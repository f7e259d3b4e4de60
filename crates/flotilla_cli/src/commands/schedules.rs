//! `projects pipelines` commands: schedule listing and cleanup-schedule
//! management.
//!
//! The cleanups command chains four stages across the fleet: list active
//! projects, keep the ones with a CI config, keep the ones whose cleanup
//! config files match the content patterns, then inspect their pipeline
//! schedules. With `--setowner` it re-owns matched schedules through the
//! supplied token (single host only); with `--create` it creates staggered
//! cleanup schedules on projects that have none.

use std::sync::Arc;

use clap::{Args, Subcommand};
use regex::Regex;

use flotilla::error::Error;
use flotilla::fanout::{self, Element};
use flotilla::gitlab::types::{PipelineSchedule, Project, ProjectFile, ProjectPipelineSchedule};
use flotilla::gitlab::{CacheMode, CreatePipelineScheduleOptions};
use flotilla::hosts::Host;
use flotilla::limiter::{Limiter, TaskGuard};
use flotilla::pipeline::{self, Options, ResultRow};
use tokio_util::sync::CancellationToken;

use super::{collect_projects, files, ProjectFilterArgs};
use crate::output;
use crate::prompt;
use crate::runtime::Runtime;

#[derive(Subcommand)]
pub enum PipelinesAction {
    /// List pipeline schedules across the fleet
    Schedules(SchedulesArgs),
    /// List and manage cleanup schedules
    Cleanups(CleanupsArgs),
}

pub async fn run(rt: &Runtime, action: PipelinesAction) -> anyhow::Result<()> {
    match action {
        PipelinesAction::Schedules(args) => schedules(rt, args).await,
        PipelinesAction::Cleanups(args) => cleanups(rt, args).await,
    }
}

#[derive(Args)]
pub struct SchedulesArgs {
    /// Filter schedules by active state
    #[arg(long)]
    active: Option<bool>,

    /// Filter schedules by last pipeline status
    #[arg(long)]
    status: Option<String>,

    /// Regex patterns to match against schedule descriptions
    #[arg(long, value_delimiter = ',', default_value = ".*")]
    description: Vec<String>,

    #[command(flatten)]
    filters: ProjectFilterArgs,
}

/// Filters applied to each schedule as it is scanned.
#[derive(Clone)]
struct ScheduleFilter {
    descriptions: Arc<Vec<Regex>>,
    active: Option<bool>,
    status: Option<String>,
}

impl ScheduleFilter {
    fn matches(&self, schedule: &PipelineSchedule) -> bool {
        if !self.descriptions.iter().any(|d| d.is_match(&schedule.description)) {
            return false;
        }
        if let Some(active) = self.active {
            if schedule.active != active {
                return false;
            }
        }
        if let Some(status) = &self.status {
            let actual = schedule
                .last_pipeline
                .as_ref()
                .map(|p| p.status.as_str())
                .unwrap_or("");
            if actual != status {
                return false;
            }
        }
        true
    }
}

fn compile_patterns(raw: &[String]) -> anyhow::Result<Arc<Vec<Regex>>> {
    let regexes: Vec<Regex> = raw.iter().map(|p| Regex::new(p)).collect::<Result<_, _>>()?;
    Ok(Arc::new(regexes))
}

/// Walk every schedule page of one project, pushing matching schedules.
/// When `include_missing` is set and nothing matched, a schedule-less
/// element marks the project for the create flow.
#[allow(clippy::too_many_arguments)]
fn spawn_schedule_scan(
    host: Host,
    project: Project,
    filter: ScheduleFilter,
    include_missing: bool,
    mode: CacheMode,
    limiter: Arc<Limiter>,
    tx: tokio::sync::mpsc::Sender<Element<ProjectPipelineSchedule>>,
    cancel: CancellationToken,
) {
    limiter.add(1);
    tokio::spawn(async move {
        let _guard = TaskGuard::new(Arc::clone(&limiter));
        let mut page = 1u32;
        let mut matched = false;
        let mut all_cached = true;
        loop {
            if cancel.is_cancelled() {
                return;
            }
            let permit = limiter.lock().await;
            let result = tokio::select! {
                _ = cancel.cancelled() => Err(Error::Cancelled),
                r = host.client().list_pipeline_schedules(project.id, page, mode) => r,
            };
            drop(permit);

            let page_data = match result {
                Ok(p) => p,
                Err(e) => {
                    limiter.error(host, e);
                    return;
                }
            };
            all_cached = all_cached && page_data.cached;
            for schedule in page_data.items {
                if filter.matches(&schedule) {
                    matched = true;
                    let element = Element {
                        host: host.clone(),
                        payload: ProjectPipelineSchedule {
                            project: project.clone(),
                            schedule: Some(schedule),
                        },
                        cached: page_data.cached,
                    };
                    if tx.send(element).await.is_err() {
                        return;
                    }
                }
            }
            match page_data.next_page {
                Some(next) => page = next,
                None => break,
            }
        }

        if include_missing && !matched {
            let _ = tx
                .send(Element {
                    host,
                    payload: ProjectPipelineSchedule {
                        project,
                        schedule: None,
                    },
                    cached: all_cached,
                })
                .await;
        }
    });
}

fn print_schedule_rows(rt: &Runtime, rows: &[ResultRow<ProjectPipelineSchedule>]) {
    let mut unique = 0;
    let mut total = 0;
    let mut body = Vec::new();
    for row in rows {
        unique += 1;
        total += row.count;
        for element in &row.elements {
            let (count, description, status, owner) = match &element.payload.schedule {
                Some(schedule) => (
                    1,
                    format!(
                        "{} ({})",
                        schedule.description,
                        if schedule.active { "active" } else { "inactive" }
                    ),
                    schedule
                        .last_pipeline
                        .as_ref()
                        .filter(|p| !p.status.is_empty())
                        .map(|p| p.status.clone())
                        .unwrap_or_else(|| "unknown".to_string()),
                    schedule
                        .owner
                        .as_ref()
                        .map(|o| o.username.clone())
                        .unwrap_or_else(|| "-".to_string()),
                ),
                None => (0, "-".to_string(), "-".to_string(), "-".to_string()),
            };
            body.push(vec![
                format!("[{count}]"),
                row.key.clone(),
                description,
                format!("[{status}]"),
                owner,
                format!("[{}]", element.host.project_name()),
                format!("[{}]", output::cached_str(element.cached)),
            ]);
        }
    }
    println!(
        "{}",
        output::table(
            &[
                "COUNT",
                "REPOSITORY",
                "SCHEDULE",
                "STATUS",
                "OWNER",
                "HOST",
                "CACHED"
            ],
            body
        )
    );

    let errors = output::report_errors(&rt.limiter);
    output::print_totals(&[("Unique", unique), ("Total", total), ("Errors", errors)]);
}

async fn schedules(rt: &Runtime, args: SchedulesArgs) -> anyhow::Result<()> {
    let filter = ScheduleFilter {
        descriptions: compile_patterns(&args.description)?,
        active: args.active,
        status: args.status.clone(),
    };

    let projects = collect_projects(rt, args.filters.query(), CacheMode::Cached).await;
    if projects.is_empty() {
        anyhow::bail!("no projects found");
    }

    let (tx, rx) = fanout::stage_channel();
    for element in projects {
        spawn_schedule_scan(
            element.host,
            element.payload,
            filter.clone(),
            false,
            CacheMode::Cached,
            Arc::clone(&rt.limiter),
            tx.clone(),
            rt.cancel.clone(),
        );
    }
    drop(tx);

    let opts = Options {
        order_by: vec!["project.web_url".to_string()],
        ..Default::default()
    };
    let rows = pipeline::from_channel(rx, &opts).await?;
    print_schedule_rows(rt, &rows);
    Ok(())
}

#[derive(Args)]
pub struct CleanupsArgs {
    /// Cleanup config files to look for
    #[arg(long, value_delimiter = ',', default_values_t = ["werf.yaml".to_string(), "werf.yml".to_string()])]
    filepath: Vec<String>,

    /// Regex patterns the cleanup config must match
    #[arg(long, value_delimiter = ',', default_value = "image")]
    pattern: Vec<String>,

    /// Regex patterns to match against schedule descriptions
    #[arg(long, value_delimiter = ',', default_value = "(?i)cleanup")]
    description: Vec<String>,

    /// Git ref to read config files from; project default branch if omitted
    #[arg(long, default_value = "")]
    r#ref: String,

    /// Private token (api scope) of the new owner for matched schedules
    #[arg(long, default_value = "")]
    setowner: String,

    /// Create cleanup schedules on projects that have none, owned by the
    /// --setowner token's user
    #[arg(long)]
    create: bool,

    #[command(flatten)]
    filters: ProjectFilterArgs,
}

async fn cleanups(rt: &Runtime, args: CleanupsArgs) -> anyhow::Result<()> {
    if args.create && args.setowner.is_empty() {
        anyhow::bail!("missing token, please provide a personal access token with \"api\" scope");
    }

    // Ownership changes are a single-host operation: narrow the filter
    // before re-owning schedules fleet-wide by accident.
    let mut owner_user = None;
    let mode = if args.setowner.is_empty() {
        CacheMode::Cached
    } else {
        if rt.hosts.len() != 1 {
            anyhow::bail!(
                "only a single host is supported when changing cleanup schedule owners, \
                 please use the -f (--filter) flag"
            );
        }
        let host = rt.hosts.first().expect("exactly one host");
        let (user, _) = host
            .client()
            .current_user(CacheMode::Fresh, Some(&args.setowner))
            .await?;
        owner_user = Some(user);
        CacheMode::Fresh
    };

    let content_patterns = compile_patterns(&args.pattern)?;
    let filter = ScheduleFilter {
        descriptions: compile_patterns(&args.description)?,
        active: None,
        status: None,
    };

    // Stage 1: active projects only.
    let query = args.filters.query().set("archived", false);
    let projects = collect_projects(rt, query, mode).await;
    if projects.is_empty() {
        anyhow::bail!("no projects found");
    }

    // Stage 2: keep projects that carry a CI config at all.
    let any_content = compile_patterns(&[".*".to_string()])?;
    let (tx, rx) = fanout::stage_channel();
    for element in projects {
        files::spawn_file_probe(
            rt,
            element.host.clone(),
            element.payload.clone(),
            ".gitlab-ci.yml".to_string(),
            args.r#ref.clone(),
            Arc::clone(&any_content),
            mode,
            tx.clone(),
        );
    }
    drop(tx);
    let with_ci = fanout::collect(rx).await;
    rt.limiter.wait().await;
    if with_ci.is_empty() {
        anyhow::bail!(".gitlab-ci.yml was not found in any project");
    }

    // Stage 3: keep projects whose cleanup config matches the patterns.
    let (tx, rx) = fanout::stage_channel::<ProjectFile>();
    for element in &with_ci {
        for file_path in &args.filepath {
            files::spawn_file_probe(
                rt,
                element.host.clone(),
                element.payload.project.clone(),
                file_path.clone(),
                args.r#ref.clone(),
                Arc::clone(&content_patterns),
                mode,
                tx.clone(),
            );
        }
    }
    drop(tx);
    let matching = fanout::collect(rx).await;
    rt.limiter.wait().await;
    if matching.is_empty() {
        anyhow::bail!(
            "{:?} files or patterns {:?} were not found in any project",
            args.filepath,
            args.pattern
        );
    }

    // Stage 4: inspect the schedules of every matching project.
    let (tx, rx) = fanout::stage_channel();
    for element in matching {
        spawn_schedule_scan(
            element.host,
            element.payload.project,
            filter.clone(),
            true,
            mode,
            Arc::clone(&rt.limiter),
            tx.clone(),
            rt.cancel.clone(),
        );
    }
    drop(tx);
    let scanned = fanout::collect(rx).await;
    rt.limiter.wait().await;

    let opts = Options {
        order_by: vec!["project.web_url".to_string()],
        ..Default::default()
    };

    let Some(owner) = owner_user else {
        let rows = pipeline::from_elements(scanned, &opts)?;
        print_schedule_rows(rt, &rows);
        return Ok(());
    };

    let host = rt.hosts.first().expect("exactly one host");
    let rows = if args.create {
        create_missing(rt, host, &args, scanned, &owner).await?
    } else {
        reown_existing(rt, host, &args, scanned, &owner).await?
    };
    print_schedule_rows(rt, &rows);
    Ok(())
}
_ _ _ _
• [Exercise directions] Please copy out each line of the material that contains the string "fleet".

• [Solution for this problem]
//! The cleanups command chains four stages across the fleet: list active
    /// List pipeline schedules across the fleet
    // before re-owning schedules fleet-wide by accident.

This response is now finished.